The lines to reproduce run from the one containing "use crate::cli::Cli;" through the final line of the entries; write them out exactly and add nothing.

START Input data

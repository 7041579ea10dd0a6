//! Interceptor hooks run for every newly attached target, before it is
//! announced.
//!
//! Hooks are keyed by the parent [`Scope`] that produced the attach event and
//! kept in an [`IndexMap`] for stable insertion order with O(1) removal.

use std::future::Future;
use std::pin::Pin;
use std::sync::Arc;
use std::sync::atomic::{AtomicU64, Ordering};

use dashmap::DashMap;
use indexmap::IndexMap;
use parking_lot::Mutex;
use pw_targets_runtime::{Error, Result, Scope};

use crate::target::Target;

/// Unique identifier for interceptor hooks.
pub type InterceptorId = u64;

static NEXT_INTERCEPTOR_ID: AtomicU64 = AtomicU64::new(1);

/// Returns a new globally-unique interceptor ID.
pub fn next_interceptor_id() -> InterceptorId {
	NEXT_INTERCEPTOR_ID.fetch_add(1, Ordering::SeqCst)
}

/// Boxed async hook future.
pub type InterceptorFuture = Pin<Box<dyn Future<Output = Result<()>> + Send>>;

/// Hook function: `(target, parent_target)` → async `Result<()>`.
pub type InterceptorFn = Arc<dyn Fn(Arc<dyn Target>, Option<Arc<dyn Target>>) -> InterceptorFuture + Send + Sync>;

pub struct InterceptorEntry {
	pub id: InterceptorId,
	pub hook: InterceptorFn,
}

type InterceptorMap = Arc<Mutex<IndexMap<InterceptorId, InterceptorEntry>>>;

/// Ordered hooks per parent scope.
#[derive(Default)]
pub struct InterceptorChain {
	chains: DashMap<Scope, InterceptorMap>,
}

impl InterceptorChain {
	pub fn new() -> Self {
		Self::default()
	}

	/// Appends a hook for targets attached under `scope`.
	pub fn add<F, Fut>(&self, scope: Scope, hook: F) -> InterceptorId
	where
		F: Fn(Arc<dyn Target>, Option<Arc<dyn Target>>) -> Fut + Send + Sync + 'static,
		Fut: Future<Output = Result<()>> + Send + 'static,
	{
		let id = next_interceptor_id();
		let hook: InterceptorFn = Arc::new(move |target, parent| -> InterceptorFuture { Box::pin(hook(target, parent)) });

		self.chains
			.entry(scope)
			.or_default()
			.lock()
			.insert(id, InterceptorEntry { id, hook });
		id
	}

	/// Removes a hook. Unknown scopes or ids are a no-op returning `false`.
	pub fn remove(&self, scope: &Scope, id: InterceptorId) -> bool {
		let removed = match self.chains.get(scope) {
			Some(map) => map.lock().shift_remove(&id).is_some(),
			None => false,
		};
		if removed {
			self.chains.remove_if(scope, |_, map| map.lock().is_empty());
		}
		removed
	}

	/// Returns `true` if any hook is registered for `scope`.
	pub fn has_hooks(&self, scope: &Scope) -> bool {
		self.chains.get(scope).is_some_and(|map| !map.lock().is_empty())
	}

	pub fn len(&self, scope: &Scope) -> usize {
		self.chains.get(scope).map_or(0, |map| map.lock().len())
	}

	/// Drops every hook keyed on `scope`, returning how many were removed.
	pub fn drop_scope(&self, scope: &Scope) -> usize {
		self.chains
			.remove(scope)
			.map_or(0, |(_, map)| map.lock().len())
	}

	/// Runs the hooks for `scope` in insertion order.
	///
	/// The hook list is snapshotted first, so hooks may add or remove hooks
	/// without deadlocking. The first failure stops the chain.
	pub async fn run(
		&self,
		scope: &Scope,
		target: &Arc<dyn Target>,
		parent: Option<&Arc<dyn Target>>,
	) -> Result<()> {
		let hooks: Vec<_> = match self.chains.get(scope) {
			Some(map) => map.lock().values().map(|e| (e.id, Arc::clone(&e.hook))).collect(),
			None => return Ok(()),
		};

		for (id, hook) in hooks {
			if let Err(e) = hook(Arc::clone(target), parent.cloned()).await {
				tracing::error!(
					interceptor_id = id,
					target_id = %target.target_id(),
					error = %e,
					"Target interceptor failed"
				);
				return Err(Error::Interceptor {
					id,
					source: Box::new(e),
				});
			}
		}
		Ok(())
	}
}

#[cfg(test)]
mod tests {
	use pw_targets_protocol::{SessionId, TargetInfo, TargetType};

	use super::*;
	use crate::target::BasicTarget;

	fn handle(id: &str) -> Arc<dyn Target> {
		Arc::new(BasicTarget::new(TargetInfo::new(id, TargetType::Page), None))
	}

	#[test]
	fn test_interceptor_id_increments() {
		let id1 = next_interceptor_id();
		let id2 = next_interceptor_id();
		assert!(id2 > id1);
	}

	#[tokio::test]
	async fn test_hooks_run_in_insertion_order() {
		let chain = InterceptorChain::new();
		let order = Arc::new(Mutex::new(Vec::new()));

		for label in ["first", "second", "third"] {
			let order = Arc::clone(&order);
			chain.add(Scope::Root, move |_, _| {
				let order = Arc::clone(&order);
				async move {
					order.lock().push(label);
					Ok(())
				}
			});
		}

		chain.run(&Scope::Root, &handle("T1"), None).await.unwrap();
		assert_eq!(*order.lock(), vec!["first", "second", "third"]);
	}

	#[tokio::test]
	async fn test_first_failure_stops_chain() {
		let chain = InterceptorChain::new();
		let reached = Arc::new(Mutex::new(false));

		let failing = chain.add(Scope::Root, |_, _| async { Err(Error::InvalidArgument("rejected".to_string())) });
		let flag = Arc::clone(&reached);
		chain.add(Scope::Root, move |_, _| {
			let flag = Arc::clone(&flag);
			async move {
				*flag.lock() = true;
				Ok(())
			}
		});

		match chain.run(&Scope::Root, &handle("T1"), None).await {
			Err(Error::Interceptor { id, source }) => {
				assert_eq!(id, failing);
				assert!(matches!(*source, Error::InvalidArgument(_)));
			}
			other => panic!("Expected Interceptor error, got: {other:?}"),
		}
		assert!(!*reached.lock());
	}

	#[tokio::test]
	async fn test_hook_receives_parent_target() {
		let chain = InterceptorChain::new();
		let scope = Scope::Session(SessionId::new("S1"));
		let seen = Arc::new(Mutex::new(None));

		let slot = Arc::clone(&seen);
		chain.add(scope.clone(), move |target, parent| {
			let slot = Arc::clone(&slot);
			async move {
				*slot.lock() = Some((target.target_id().clone(), parent.map(|p| p.target_id().clone())));
				Ok(())
			}
		});

		let parent = handle("P1");
		chain.run(&scope, &handle("C1"), Some(&parent)).await.unwrap();

		let (child, parent) = seen.lock().clone().unwrap();
		assert_eq!(child.as_str(), "C1");
		assert_eq!(parent.unwrap().as_str(), "P1");
	}

	#[test]
	fn test_remove_unknown_is_noop() {
		let chain = InterceptorChain::new();
		assert!(!chain.remove(&Scope::Root, 42));

		let id = chain.add(Scope::Root, |_, _| async { Ok(()) });
		assert!(!chain.remove(&Scope::Session(SessionId::new("S1")), id));
		assert!(chain.remove(&Scope::Root, id));
		assert!(!chain.remove(&Scope::Root, id));
		assert!(!chain.has_hooks(&Scope::Root));
	}

	#[test]
	fn test_drop_scope() {
		let chain = InterceptorChain::new();
		let scope = Scope::Session(SessionId::new("S1"));
		chain.add(scope.clone(), |_, _| async { Ok(()) });
		chain.add(scope.clone(), |_, _| async { Ok(()) });
		chain.add(Scope::Root, |_, _| async { Ok(()) });

		assert_eq!(chain.drop_scope(&scope), 2);
		assert_eq!(chain.len(&scope), 0);
		assert_eq!(chain.len(&Scope::Root), 1);
	}
}
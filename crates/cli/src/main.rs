mod cli;
mod commands;
mod config;
mod error;
mod logging;
mod output;
mod styles;

use clap::Parser;
use colored::Colorize;

use crate::cli::Cli;

#[tokio::main]
async fn main() {
	let cli = Cli::parse();
	logging::init_logging(cli.verbose);

	if let Err(err) = commands::dispatch(cli).await {
		eprintln!("{} {err}", "error:".red().bold());
		std::process::exit(err.exit_code());
	}
}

END Input data

Response to the task:
use crate::cli::Cli;

#[tokio::main]
async fn main() {
	let cli = Cli::parse();
	logging::init_logging(cli.verbose);

	if let Err(err) = commands::dispatch(cli).await {
		eprintln!("{} {err}", "error:".red().bold());
		std::process::exit(err.exit_code());
	}
}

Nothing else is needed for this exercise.